§ **What to produce**:
The records need to be set down again exactly as they appear.
[Raw data Boundary: Start]
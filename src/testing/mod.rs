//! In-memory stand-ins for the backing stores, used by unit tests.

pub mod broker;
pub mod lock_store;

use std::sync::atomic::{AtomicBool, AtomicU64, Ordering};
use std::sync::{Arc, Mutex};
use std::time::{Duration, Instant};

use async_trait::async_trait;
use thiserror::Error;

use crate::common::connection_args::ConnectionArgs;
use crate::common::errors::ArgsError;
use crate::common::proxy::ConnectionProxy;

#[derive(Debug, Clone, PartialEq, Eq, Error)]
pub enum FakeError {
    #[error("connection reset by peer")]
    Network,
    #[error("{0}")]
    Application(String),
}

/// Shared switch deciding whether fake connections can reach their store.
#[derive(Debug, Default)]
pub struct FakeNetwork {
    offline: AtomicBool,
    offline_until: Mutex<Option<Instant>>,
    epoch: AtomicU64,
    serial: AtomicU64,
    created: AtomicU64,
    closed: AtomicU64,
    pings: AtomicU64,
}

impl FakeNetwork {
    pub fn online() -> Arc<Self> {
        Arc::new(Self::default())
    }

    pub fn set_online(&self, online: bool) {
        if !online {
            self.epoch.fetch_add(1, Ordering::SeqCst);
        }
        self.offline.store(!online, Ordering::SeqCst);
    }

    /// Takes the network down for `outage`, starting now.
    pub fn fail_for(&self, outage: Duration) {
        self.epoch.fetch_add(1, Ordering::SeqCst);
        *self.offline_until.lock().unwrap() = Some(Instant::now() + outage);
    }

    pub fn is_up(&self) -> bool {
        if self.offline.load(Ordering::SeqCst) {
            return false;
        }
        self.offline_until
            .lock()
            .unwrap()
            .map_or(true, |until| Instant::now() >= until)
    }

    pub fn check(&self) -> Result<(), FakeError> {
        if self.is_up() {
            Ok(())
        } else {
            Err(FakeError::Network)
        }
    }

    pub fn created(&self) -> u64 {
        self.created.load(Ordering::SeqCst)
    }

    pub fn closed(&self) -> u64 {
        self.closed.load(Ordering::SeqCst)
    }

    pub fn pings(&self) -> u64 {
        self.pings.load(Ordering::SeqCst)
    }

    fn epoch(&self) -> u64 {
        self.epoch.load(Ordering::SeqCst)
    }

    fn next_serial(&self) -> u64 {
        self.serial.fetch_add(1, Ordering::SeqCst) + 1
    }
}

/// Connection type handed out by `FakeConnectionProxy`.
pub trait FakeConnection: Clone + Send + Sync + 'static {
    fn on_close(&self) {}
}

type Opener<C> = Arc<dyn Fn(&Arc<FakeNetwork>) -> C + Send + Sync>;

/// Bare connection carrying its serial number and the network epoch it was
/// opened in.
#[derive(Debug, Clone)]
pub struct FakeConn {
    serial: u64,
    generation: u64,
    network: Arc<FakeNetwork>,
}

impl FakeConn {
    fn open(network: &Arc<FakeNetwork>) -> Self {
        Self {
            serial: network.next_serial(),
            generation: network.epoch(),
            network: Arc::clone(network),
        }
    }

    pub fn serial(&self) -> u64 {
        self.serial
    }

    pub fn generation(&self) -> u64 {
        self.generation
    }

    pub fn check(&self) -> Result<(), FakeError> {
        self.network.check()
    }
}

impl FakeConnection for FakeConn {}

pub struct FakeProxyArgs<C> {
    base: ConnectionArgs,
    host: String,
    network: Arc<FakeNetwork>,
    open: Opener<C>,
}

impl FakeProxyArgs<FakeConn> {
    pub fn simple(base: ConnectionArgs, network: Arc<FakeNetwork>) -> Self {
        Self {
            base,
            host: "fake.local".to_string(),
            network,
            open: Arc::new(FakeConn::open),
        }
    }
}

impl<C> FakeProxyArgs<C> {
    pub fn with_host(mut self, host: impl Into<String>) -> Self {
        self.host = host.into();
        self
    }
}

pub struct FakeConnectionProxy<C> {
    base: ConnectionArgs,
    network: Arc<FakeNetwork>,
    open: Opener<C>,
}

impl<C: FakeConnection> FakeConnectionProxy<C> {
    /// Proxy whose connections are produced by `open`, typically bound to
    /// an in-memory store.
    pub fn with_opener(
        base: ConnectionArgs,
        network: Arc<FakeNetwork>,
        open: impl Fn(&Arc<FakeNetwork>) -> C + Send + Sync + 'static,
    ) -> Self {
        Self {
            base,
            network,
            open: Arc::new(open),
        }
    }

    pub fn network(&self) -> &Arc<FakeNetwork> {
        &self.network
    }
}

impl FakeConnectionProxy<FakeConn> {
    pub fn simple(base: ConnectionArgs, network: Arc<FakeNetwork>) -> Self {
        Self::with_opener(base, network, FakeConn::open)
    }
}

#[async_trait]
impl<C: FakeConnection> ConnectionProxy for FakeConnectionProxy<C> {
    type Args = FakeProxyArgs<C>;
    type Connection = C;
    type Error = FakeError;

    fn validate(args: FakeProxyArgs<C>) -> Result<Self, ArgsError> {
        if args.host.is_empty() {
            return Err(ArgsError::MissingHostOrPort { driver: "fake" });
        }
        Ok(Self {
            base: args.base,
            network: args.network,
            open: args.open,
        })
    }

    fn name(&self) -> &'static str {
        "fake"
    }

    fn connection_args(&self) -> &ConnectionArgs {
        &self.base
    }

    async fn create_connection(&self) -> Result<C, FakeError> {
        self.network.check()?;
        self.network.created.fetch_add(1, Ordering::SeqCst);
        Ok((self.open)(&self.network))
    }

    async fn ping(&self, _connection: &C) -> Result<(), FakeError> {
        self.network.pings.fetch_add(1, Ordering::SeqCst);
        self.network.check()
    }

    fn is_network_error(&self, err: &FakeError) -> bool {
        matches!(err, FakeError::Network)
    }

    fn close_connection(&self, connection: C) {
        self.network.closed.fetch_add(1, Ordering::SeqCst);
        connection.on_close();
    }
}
[Raw data Boundary: End]
§ **Response to the exercise**:
filename src/testing/mod.rs
//! In-memory stand-ins for the backing stores, used by unit tests.

pub mod broker;
pub mod lock_store;

use std::sync::atomic::{AtomicBool, AtomicU64, Ordering};
use std::sync::{Arc, Mutex};
use std::time::{Duration, Instant};

use async_trait::async_trait;
use thiserror::Error;

use crate::common::connection_args::ConnectionArgs;
use crate::common::errors::ArgsError;
use crate::common::proxy::ConnectionProxy;

#[derive(Debug, Clone, PartialEq, Eq, Error)]
pub enum FakeError {
    #[error("connection reset by peer")]
    Network,
    #[error("{0}")]
    Application(String),
}

/// Shared switch deciding whether fake connections can reach their store.
#[derive(Debug, Default)]
pub struct FakeNetwork {
    offline: AtomicBool,
    offline_until: Mutex<Option<Instant>>,
    epoch: AtomicU64,
    serial: AtomicU64,
    created: AtomicU64,
    closed: AtomicU64,
    pings: AtomicU64,
}

impl FakeNetwork {
    pub fn online() -> Arc<Self> {
        Arc::new(Self::default())
    }

    pub fn set_online(&self, online: bool) {
        if !online {
            self.epoch.fetch_add(1, Ordering::SeqCst);
        }
        self.offline.store(!online, Ordering::SeqCst);
    }

    /// Takes the network down for `outage`, starting now.
    pub fn fail_for(&self, outage: Duration) {
        self.epoch.fetch_add(1, Ordering::SeqCst);
        *self.offline_until.lock().unwrap() = Some(Instant::now() + outage);
    }

    pub fn is_up(&self) -> bool {
        if self.offline.load(Ordering::SeqCst) {
            return false;
        }
        self.offline_until
            .lock()
            .unwrap()
            .map_or(true, |until| Instant::now() >= until)
    }

    pub fn check(&self) -> Result<(), FakeError> {
        if self.is_up() {
            Ok(())
        } else {
            Err(FakeError::Network)
        }
    }

    pub fn created(&self) -> u64 {
        self.created.load(Ordering::SeqCst)
    }

    pub fn closed(&self) -> u64 {
        self.closed.load(Ordering::SeqCst)
    }

    pub fn pings(&self) -> u64 {
        self.pings.load(Ordering::SeqCst)
    }

    fn epoch(&self) -> u64 {
        self.epoch.load(Ordering::SeqCst)
    }

    fn next_serial(&self) -> u64 {
        self.serial.fetch_add(1, Ordering::SeqCst) + 1
    }
}

/// Connection type handed out by `FakeConnectionProxy`.
pub trait FakeConnection: Clone + Send + Sync + 'static {
    fn on_close(&self) {}
}

type Opener<C> = Arc<dyn Fn(&Arc<FakeNetwork>) -> C + Send + Sync>;

/// Bare connection carrying its serial number and the network epoch it was
/// opened in.
#[derive(Debug, Clone)]
pub struct FakeConn {
    serial: u64,
    generation: u64,
    network: Arc<FakeNetwork>,
}

impl FakeConn {
    fn open(network: &Arc<FakeNetwork>) -> Self {
        Self {
            serial: network.next_serial(),
            generation: network.epoch(),
            network: Arc::clone(network),
        }
    }

    pub fn serial(&self) -> u64 {
        self.serial
    }

    pub fn generation(&self) -> u64 {
        self.generation
    }

    pub fn check(&self) -> Result<(), FakeError> {
        self.network.check()
    }
}

impl FakeConnection for FakeConn {}

pub struct FakeProxyArgs<C> {
    base: ConnectionArgs,
    host: String,
    network: Arc<FakeNetwork>,
    open: Opener<C>,
}

impl FakeProxyArgs<FakeConn> {
    pub fn simple(base: ConnectionArgs, network: Arc<FakeNetwork>) -> Self {
        Self {
            base,
            host: "fake.local".to_string(),
            network,
            open: Arc::new(FakeConn::open),
        }
    }
}

impl<C> FakeProxyArgs<C> {
    pub fn with_host(mut self, host: impl Into<String>) -> Self {
        self.host = host.into();
        self
    }
}

pub struct FakeConnectionProxy<C> {
    base: ConnectionArgs,
    network: Arc<FakeNetwork>,
    open: Opener<C>,
}

impl<C: FakeConnection> FakeConnectionProxy<C> {
    /// Proxy whose connections are produced by `open`, typically bound to
    /// an in-memory store.
    pub fn with_opener(
        base: ConnectionArgs,
        network: Arc<FakeNetwork>,
        open: impl Fn(&Arc<FakeNetwork>) -> C + Send + Sync + 'static,
    ) -> Self {
        Self {
            base,
            network,
            open: Arc::new(open),
        }
    }

    pub fn network(&self) -> &Arc<FakeNetwork> {
        &self.network
    }
}

impl FakeConnectionProxy<FakeConn> {
    pub fn simple(base: ConnectionArgs, network: Arc<FakeNetwork>) -> Self {
        Self::with_opener(base, network, FakeConn::open)
    }
}

#[async_trait]
impl<C: FakeConnection> ConnectionProxy for FakeConnectionProxy<C> {
    type Args = FakeProxyArgs<C>;
    type Connection = C;
    type Error = FakeError;

    fn validate(args: FakeProxyArgs<C>) -> Result<Self, ArgsError> {
        if args.host.is_empty() {
            return Err(ArgsError::MissingHostOrPort { driver: "fake" });
        }
        Ok(Self {
            base: args.base,
            network: args.network,
            open: args.open,
        })
    }

    fn name(&self) -> &'static str {
        "fake"
    }

    fn connection_args(&self) -> &ConnectionArgs {
        &self.base
    }

    async fn create_connection(&self) -> Result<C, FakeError> {
        self.network.check()?;
        self.network.created.fetch_add(1, Ordering::SeqCst);
        Ok((self.open)(&self.network))
    }

    async fn ping(&self, _connection: &C) -> Result<(), FakeError> {
        self.network.pings.fetch_add(1, Ordering::SeqCst);
        self.network.check()
    }

    fn is_network_error(&self, err: &FakeError) -> bool {
        matches!(err, FakeError::Network)
    }

    fn close_connection(&self, connection: C) {
        self.network.closed.fetch_add(1, Ordering::SeqCst);
        connection.on_close();
    }
}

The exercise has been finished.